## The task
In the entries that follow, find every line containing "usize" and copy it.

## Dataset entries
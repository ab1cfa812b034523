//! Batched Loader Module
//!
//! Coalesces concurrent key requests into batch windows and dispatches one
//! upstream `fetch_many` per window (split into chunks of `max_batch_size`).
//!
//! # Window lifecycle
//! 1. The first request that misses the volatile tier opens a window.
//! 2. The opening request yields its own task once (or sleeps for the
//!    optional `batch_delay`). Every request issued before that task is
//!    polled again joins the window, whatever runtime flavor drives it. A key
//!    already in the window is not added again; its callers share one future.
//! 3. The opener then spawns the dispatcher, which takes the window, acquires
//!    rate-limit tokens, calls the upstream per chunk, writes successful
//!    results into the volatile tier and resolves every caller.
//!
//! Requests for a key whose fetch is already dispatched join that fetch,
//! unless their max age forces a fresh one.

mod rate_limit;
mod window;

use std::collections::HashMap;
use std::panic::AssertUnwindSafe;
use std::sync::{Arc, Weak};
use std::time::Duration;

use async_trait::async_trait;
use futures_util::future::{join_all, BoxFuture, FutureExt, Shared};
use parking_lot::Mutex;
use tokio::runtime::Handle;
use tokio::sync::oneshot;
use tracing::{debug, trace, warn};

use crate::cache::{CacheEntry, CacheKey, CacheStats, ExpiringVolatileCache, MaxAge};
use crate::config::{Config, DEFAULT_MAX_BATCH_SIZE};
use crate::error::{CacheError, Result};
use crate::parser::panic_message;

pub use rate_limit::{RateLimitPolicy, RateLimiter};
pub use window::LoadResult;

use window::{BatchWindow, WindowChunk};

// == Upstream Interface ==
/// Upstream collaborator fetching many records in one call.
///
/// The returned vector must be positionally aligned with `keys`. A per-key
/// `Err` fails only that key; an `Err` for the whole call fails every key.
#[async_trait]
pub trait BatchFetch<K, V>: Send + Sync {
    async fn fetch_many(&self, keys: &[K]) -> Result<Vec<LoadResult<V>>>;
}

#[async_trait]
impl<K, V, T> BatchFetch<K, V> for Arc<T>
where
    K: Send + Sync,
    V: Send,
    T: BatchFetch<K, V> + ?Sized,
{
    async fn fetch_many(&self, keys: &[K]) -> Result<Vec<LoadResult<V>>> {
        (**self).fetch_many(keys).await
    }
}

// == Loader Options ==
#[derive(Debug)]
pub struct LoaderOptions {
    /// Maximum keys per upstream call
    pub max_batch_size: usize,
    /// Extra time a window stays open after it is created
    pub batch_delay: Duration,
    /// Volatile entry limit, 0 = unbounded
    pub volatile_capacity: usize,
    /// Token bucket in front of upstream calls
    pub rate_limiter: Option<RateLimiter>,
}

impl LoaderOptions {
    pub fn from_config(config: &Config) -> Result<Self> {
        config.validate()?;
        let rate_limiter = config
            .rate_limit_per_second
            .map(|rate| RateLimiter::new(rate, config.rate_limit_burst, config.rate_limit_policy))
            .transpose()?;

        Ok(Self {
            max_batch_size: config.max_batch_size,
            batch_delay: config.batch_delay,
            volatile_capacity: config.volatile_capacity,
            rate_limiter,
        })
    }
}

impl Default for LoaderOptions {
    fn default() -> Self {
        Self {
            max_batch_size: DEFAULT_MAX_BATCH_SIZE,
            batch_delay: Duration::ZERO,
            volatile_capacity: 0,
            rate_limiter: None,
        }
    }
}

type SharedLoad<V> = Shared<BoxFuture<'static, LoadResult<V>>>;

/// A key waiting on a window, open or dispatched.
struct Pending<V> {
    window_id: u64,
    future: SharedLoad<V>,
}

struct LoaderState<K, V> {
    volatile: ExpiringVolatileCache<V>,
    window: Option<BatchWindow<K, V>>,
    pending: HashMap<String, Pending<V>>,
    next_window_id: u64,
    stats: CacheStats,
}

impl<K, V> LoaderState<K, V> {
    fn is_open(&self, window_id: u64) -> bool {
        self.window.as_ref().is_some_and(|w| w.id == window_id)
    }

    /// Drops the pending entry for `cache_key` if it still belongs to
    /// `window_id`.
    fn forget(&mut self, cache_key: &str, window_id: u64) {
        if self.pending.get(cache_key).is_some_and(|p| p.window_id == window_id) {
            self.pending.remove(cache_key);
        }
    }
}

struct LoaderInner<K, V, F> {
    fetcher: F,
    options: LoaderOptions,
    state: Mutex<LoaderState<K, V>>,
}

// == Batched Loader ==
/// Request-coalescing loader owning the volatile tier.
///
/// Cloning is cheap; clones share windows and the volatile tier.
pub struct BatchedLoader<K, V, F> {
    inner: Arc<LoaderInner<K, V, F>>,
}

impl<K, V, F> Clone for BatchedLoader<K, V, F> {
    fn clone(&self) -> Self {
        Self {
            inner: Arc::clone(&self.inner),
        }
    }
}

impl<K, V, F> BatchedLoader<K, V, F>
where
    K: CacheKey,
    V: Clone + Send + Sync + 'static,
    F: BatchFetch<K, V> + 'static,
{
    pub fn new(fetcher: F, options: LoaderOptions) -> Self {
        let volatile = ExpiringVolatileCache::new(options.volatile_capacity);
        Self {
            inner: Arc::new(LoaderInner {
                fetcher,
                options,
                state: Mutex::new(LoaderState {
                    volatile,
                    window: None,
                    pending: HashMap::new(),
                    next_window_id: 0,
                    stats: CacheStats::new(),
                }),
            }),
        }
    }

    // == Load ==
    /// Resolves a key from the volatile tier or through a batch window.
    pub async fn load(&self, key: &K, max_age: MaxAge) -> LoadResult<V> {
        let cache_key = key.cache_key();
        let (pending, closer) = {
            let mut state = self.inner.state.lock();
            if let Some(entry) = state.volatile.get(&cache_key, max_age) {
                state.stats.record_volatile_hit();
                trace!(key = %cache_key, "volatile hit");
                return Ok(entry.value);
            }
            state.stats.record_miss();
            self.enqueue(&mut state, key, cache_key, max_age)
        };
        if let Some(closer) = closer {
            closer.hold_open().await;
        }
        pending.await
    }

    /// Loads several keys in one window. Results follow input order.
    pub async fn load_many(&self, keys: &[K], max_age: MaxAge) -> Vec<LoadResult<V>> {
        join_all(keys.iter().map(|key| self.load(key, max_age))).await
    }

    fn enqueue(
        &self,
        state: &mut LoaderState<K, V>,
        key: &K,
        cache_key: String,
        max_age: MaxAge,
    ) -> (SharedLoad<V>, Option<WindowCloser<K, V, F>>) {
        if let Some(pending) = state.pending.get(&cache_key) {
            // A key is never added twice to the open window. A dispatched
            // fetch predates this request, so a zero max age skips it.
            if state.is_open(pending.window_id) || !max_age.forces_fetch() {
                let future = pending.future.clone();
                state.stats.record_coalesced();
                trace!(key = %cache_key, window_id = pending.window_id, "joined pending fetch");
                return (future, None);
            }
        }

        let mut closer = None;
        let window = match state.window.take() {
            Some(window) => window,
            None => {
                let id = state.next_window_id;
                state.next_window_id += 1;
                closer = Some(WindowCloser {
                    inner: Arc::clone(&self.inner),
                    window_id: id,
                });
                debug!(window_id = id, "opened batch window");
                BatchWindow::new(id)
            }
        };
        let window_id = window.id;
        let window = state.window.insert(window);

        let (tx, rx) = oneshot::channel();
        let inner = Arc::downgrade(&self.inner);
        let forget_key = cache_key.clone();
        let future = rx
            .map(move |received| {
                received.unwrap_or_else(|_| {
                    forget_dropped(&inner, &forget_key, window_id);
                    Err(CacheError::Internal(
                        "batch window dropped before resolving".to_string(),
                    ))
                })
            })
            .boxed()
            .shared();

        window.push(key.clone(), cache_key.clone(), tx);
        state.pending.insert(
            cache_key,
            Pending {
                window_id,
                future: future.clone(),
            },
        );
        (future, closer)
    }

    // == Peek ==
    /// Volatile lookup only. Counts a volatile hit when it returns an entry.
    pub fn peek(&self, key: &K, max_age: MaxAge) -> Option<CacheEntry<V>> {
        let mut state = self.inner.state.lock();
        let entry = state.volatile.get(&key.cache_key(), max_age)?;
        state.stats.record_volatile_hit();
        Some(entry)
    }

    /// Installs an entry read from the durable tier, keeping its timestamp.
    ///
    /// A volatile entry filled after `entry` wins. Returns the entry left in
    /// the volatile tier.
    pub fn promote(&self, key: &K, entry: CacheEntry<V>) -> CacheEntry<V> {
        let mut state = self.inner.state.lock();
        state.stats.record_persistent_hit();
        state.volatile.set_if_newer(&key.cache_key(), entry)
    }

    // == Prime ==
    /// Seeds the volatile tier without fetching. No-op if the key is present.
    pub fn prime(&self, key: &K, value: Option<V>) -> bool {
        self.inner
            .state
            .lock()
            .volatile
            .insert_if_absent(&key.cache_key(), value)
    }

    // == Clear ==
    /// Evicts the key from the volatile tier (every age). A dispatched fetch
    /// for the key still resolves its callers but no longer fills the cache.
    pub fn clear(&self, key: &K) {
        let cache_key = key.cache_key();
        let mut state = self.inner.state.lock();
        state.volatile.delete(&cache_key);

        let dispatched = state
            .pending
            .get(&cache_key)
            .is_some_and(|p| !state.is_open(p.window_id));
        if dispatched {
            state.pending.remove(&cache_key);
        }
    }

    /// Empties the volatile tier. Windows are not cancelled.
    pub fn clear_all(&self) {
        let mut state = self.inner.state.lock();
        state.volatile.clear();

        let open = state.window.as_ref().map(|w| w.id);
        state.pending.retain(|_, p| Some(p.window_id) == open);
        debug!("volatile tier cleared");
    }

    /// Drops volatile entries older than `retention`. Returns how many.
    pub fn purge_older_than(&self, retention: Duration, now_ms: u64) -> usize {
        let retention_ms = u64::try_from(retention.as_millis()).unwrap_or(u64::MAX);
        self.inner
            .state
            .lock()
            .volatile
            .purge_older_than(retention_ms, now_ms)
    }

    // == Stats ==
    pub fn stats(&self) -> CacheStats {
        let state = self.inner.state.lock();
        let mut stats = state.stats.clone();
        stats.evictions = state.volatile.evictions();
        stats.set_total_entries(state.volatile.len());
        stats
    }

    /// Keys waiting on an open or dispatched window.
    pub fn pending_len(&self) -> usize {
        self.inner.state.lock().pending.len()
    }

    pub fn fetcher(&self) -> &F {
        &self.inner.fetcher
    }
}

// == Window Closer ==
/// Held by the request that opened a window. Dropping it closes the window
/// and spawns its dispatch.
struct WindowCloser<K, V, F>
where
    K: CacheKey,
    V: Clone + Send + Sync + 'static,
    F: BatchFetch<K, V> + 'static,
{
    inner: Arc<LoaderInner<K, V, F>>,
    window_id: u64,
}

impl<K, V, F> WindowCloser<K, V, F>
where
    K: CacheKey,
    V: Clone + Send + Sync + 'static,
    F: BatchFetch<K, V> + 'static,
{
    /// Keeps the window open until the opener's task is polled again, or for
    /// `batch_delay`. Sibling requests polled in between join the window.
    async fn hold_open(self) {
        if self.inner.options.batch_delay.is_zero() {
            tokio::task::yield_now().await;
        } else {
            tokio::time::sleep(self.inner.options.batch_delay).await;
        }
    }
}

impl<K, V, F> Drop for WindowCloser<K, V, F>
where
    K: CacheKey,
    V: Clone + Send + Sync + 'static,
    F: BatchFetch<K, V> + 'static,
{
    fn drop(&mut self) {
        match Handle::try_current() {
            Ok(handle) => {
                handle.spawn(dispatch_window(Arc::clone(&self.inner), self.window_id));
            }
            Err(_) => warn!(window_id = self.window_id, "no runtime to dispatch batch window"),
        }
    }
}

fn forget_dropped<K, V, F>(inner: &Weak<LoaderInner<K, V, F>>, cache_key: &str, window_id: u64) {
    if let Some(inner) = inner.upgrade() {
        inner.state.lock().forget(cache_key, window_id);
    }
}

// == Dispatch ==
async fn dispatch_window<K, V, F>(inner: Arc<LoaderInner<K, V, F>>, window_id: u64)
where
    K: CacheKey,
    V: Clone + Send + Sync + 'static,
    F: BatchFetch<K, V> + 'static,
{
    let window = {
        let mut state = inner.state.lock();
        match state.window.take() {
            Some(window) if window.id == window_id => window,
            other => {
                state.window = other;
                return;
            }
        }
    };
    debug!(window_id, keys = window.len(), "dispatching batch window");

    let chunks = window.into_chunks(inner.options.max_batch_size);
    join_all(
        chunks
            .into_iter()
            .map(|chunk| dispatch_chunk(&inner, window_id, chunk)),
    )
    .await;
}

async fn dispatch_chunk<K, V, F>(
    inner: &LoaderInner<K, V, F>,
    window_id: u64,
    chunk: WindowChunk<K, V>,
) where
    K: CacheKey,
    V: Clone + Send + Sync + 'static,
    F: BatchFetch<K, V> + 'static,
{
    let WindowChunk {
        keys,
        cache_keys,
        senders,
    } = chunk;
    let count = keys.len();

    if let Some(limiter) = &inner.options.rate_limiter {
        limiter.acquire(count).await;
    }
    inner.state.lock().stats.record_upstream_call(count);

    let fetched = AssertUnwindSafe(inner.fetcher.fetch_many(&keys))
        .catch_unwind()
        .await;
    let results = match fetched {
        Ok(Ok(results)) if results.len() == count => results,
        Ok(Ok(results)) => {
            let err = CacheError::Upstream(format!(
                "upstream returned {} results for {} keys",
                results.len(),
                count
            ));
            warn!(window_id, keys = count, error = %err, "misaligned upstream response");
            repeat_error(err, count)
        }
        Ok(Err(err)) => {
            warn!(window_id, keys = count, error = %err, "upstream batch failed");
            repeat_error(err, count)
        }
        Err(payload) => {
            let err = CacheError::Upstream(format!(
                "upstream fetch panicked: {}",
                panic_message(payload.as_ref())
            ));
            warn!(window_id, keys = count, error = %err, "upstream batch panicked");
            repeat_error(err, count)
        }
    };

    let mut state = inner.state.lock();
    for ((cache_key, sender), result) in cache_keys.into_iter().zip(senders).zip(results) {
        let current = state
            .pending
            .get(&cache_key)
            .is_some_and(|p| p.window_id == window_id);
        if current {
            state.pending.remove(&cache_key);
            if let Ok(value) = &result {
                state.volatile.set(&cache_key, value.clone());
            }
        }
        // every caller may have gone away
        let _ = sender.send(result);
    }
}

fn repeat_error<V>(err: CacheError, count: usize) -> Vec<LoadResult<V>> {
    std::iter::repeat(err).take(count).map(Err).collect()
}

## Task response
    pub max_batch_size: usize,
    pub volatile_capacity: usize,
    pub fn purge_older_than(&self, retention: Duration, now_ms: u64) -> usize {
    pub fn pending_len(&self) -> usize {
fn repeat_error<V>(err: CacheError, count: usize) -> Vec<LoadResult<V>> {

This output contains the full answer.